__What is being asked__:
Please return the records below exactly as they stand.

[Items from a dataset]

----

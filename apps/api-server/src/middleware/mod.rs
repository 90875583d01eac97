//! Middleware modules.

pub mod auth;
pub mod error;
pub mod policy;
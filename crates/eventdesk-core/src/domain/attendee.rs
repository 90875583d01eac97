use super::{EventDetails, User};

/// Attendee entity - joins one user to one event.
#[derive(Debug, Clone, PartialEq, Eq)]
pub struct Attendee {
    pub id: i64,
    pub user_id: i64,
    pub event_id: i64,
}

impl Attendee {
    pub fn new(user_id: i64, event_id: i64) -> Self {
        Self {
            id: 0,
            user_id,
            event_id,
        }
    }
}

/// An attendee with both references resolved.
///
/// The references are optional on read: rows written before a user or event
/// disappeared out-of-band are still listed.
#[derive(Debug, Clone, PartialEq, Eq)]
pub struct AttendeeDetails {
    pub attendee: Attendee,
    pub user: Option<User>,
    pub event: Option<EventDetails>,
}
//! Registration, login and bearer-token authentication.

use std::sync::Arc;

use crate::domain::User;
use crate::error::{DomainError, RepoError};
use crate::ports::{PasswordService, TokenService, UserRepository};

/// Input for registering a new account.
#[derive(Debug, Clone)]
pub struct Registration {
    pub username: String,
    pub password: String,
    pub email: String,
}

/// Account registration and credential checks.
pub struct AuthService {
    users: Arc<dyn UserRepository>,
    passwords: Arc<dyn PasswordService>,
    tokens: Arc<dyn TokenService>,
}

impl AuthService {
    pub fn new(
        users: Arc<dyn UserRepository>,
        passwords: Arc<dyn PasswordService>,
        tokens: Arc<dyn TokenService>,
    ) -> Self {
        Self {
            users,
            passwords,
            tokens,
        }
    }

    /// Register a new account with the default role.
    ///
    /// Blank fields are rejected before the store is touched.
    pub async fn register(&self, registration: Registration) -> Result<User, DomainError> {
        require("Username", &registration.username)?;
        require("Password", &registration.password)?;
        require("Email", &registration.email)?;

        if self
            .users
            .find_by_username(&registration.username)
            .await?
            .is_some()
        {
            return Err(DomainError::DuplicateUsername(registration.username));
        }

        let password_hash = self.passwords.hash(&registration.password)?;
        let user = User::new(registration.username, password_hash, registration.email);
        let username = user.username.clone();

        match self.users.save(user).await {
            Ok(saved) => {
                tracing::info!(user_id = saved.id, username = %saved.username, "User registered");
                Ok(saved)
            }
            // Lost a race with a concurrent registration of the same name.
            Err(RepoError::Constraint(_)) => Err(DomainError::DuplicateUsername(username)),
            Err(e) => Err(e.into()),
        }
    }

    /// Check credentials and issue a bearer token for the account.
    pub async fn login(&self, username: &str, password: &str) -> Result<String, DomainError> {
        let user = self
            .users
            .find_by_username(username)
            .await?
            .ok_or(DomainError::InvalidCredentials)?;

        if !self.passwords.verify(password, &user.password_hash)? {
            tracing::debug!(username, "Login rejected: password mismatch");
            return Err(DomainError::InvalidCredentials);
        }

        Ok(self.tokens.issue(&user.username)?)
    }

    /// Resolve the account behind a bearer token.
    ///
    /// Returns `Ok(None)` when the token does not validate or its subject is
    /// no longer in the credential store.
    pub async fn authenticate(&self, token: &str) -> Result<Option<User>, DomainError> {
        let subject = match self.tokens.extract_subject(token) {
            Ok(subject) => subject,
            Err(e) => {
                tracing::debug!(error = %e, "Bearer token rejected");
                return Ok(None);
            }
        };

        Ok(self.users.find_by_username(&subject).await?)
    }
}

fn require(field: &str, value: &str) -> Result<(), DomainError> {
    if value.trim().is_empty() {
        return Err(DomainError::Validation(format!("{field} cannot be empty")));
    }
    Ok(())
}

----

__Result of this task__:
filename apps/api-server/src/middleware/mod.rs
repository 90875583d01eac97
//! Middleware modules.

pub mod auth;
pub mod error;
pub mod policy;
filename crates/eventdesk-core/src/domain/attendee.rs
repository 90875583d01eac97
use super::{EventDetails, User};

/// Attendee entity - joins one user to one event.
#[derive(Debug, Clone, PartialEq, Eq)]
pub struct Attendee {
    pub id: i64,
    pub user_id: i64,
    pub event_id: i64,
}

impl Attendee {
    pub fn new(user_id: i64, event_id: i64) -> Self {
        Self {
            id: 0,
            user_id,
            event_id,
        }
    }
}

/// An attendee with both references resolved.
///
/// The references are optional on read: rows written before a user or event
/// disappeared out-of-band are still listed.
#[derive(Debug, Clone, PartialEq, Eq)]
pub struct AttendeeDetails {
    pub attendee: Attendee,
    pub user: Option<User>,
    pub event: Option<EventDetails>,
}
//! Registration, login and bearer-token authentication.

use std::sync::Arc;

use crate::domain::User;
use crate::error::{DomainError, RepoError};
use crate::ports::{PasswordService, TokenService, UserRepository};

/// Input for registering a new account.
#[derive(Debug, Clone)]
pub struct Registration {
    pub username: String,
    pub password: String,
    pub email: String,
}

/// Account registration and credential checks.
pub struct AuthService {
    users: Arc<dyn UserRepository>,
    passwords: Arc<dyn PasswordService>,
    tokens: Arc<dyn TokenService>,
}

impl AuthService {
    pub fn new(
        users: Arc<dyn UserRepository>,
        passwords: Arc<dyn PasswordService>,
        tokens: Arc<dyn TokenService>,
    ) -> Self {
        Self {
            users,
            passwords,
            tokens,
        }
    }

    /// Register a new account with the default role.
    ///
    /// Blank fields are rejected before the store is touched.
    pub async fn register(&self, registration: Registration) -> Result<User, DomainError> {
        require("Username", &registration.username)?;
        require("Password", &registration.password)?;
        require("Email", &registration.email)?;

        if self
            .users
            .find_by_username(&registration.username)
            .await?
            .is_some()
        {
            return Err(DomainError::DuplicateUsername(registration.username));
        }

        let password_hash = self.passwords.hash(&registration.password)?;
        let user = User::new(registration.username, password_hash, registration.email);
        let username = user.username.clone();

        match self.users.save(user).await {
            Ok(saved) => {
                tracing::info!(user_id = saved.id, username = %saved.username, "User registered");
                Ok(saved)
            }
            // Lost a race with a concurrent registration of the same name.
            Err(RepoError::Constraint(_)) => Err(DomainError::DuplicateUsername(username)),
            Err(e) => Err(e.into()),
        }
    }

    /// Check credentials and issue a bearer token for the account.
    pub async fn login(&self, username: &str, password: &str) -> Result<String, DomainError> {
        let user = self
            .users
            .find_by_username(username)
            .await?
            .ok_or(DomainError::InvalidCredentials)?;

        if !self.passwords.verify(password, &user.password_hash)? {
            tracing::debug!(username, "Login rejected: password mismatch");
            return Err(DomainError::InvalidCredentials);
        }

        Ok(self.tokens.issue(&user.username)?)
    }

    /// Resolve the account behind a bearer token.
    ///
    /// Returns `Ok(None)` when the token does not validate or its subject is
    /// no longer in the credential store.
    pub async fn authenticate(&self, token: &str) -> Result<Option<User>, DomainError> {
        let subject = match self.tokens.extract_subject(token) {
            Ok(subject) => subject,
            Err(e) => {
                tracing::debug!(error = %e, "Bearer token rejected");
                return Ok(None);
            }
        };

        Ok(self.users.find_by_username(&subject).await?)
    }
}

fn require(field: &str, value: &str) -> Result<(), DomainError> {
    if value.trim().is_empty() {
        return Err(DomainError::Validation(format!("{field} cannot be empty")));
    }
    Ok(())
}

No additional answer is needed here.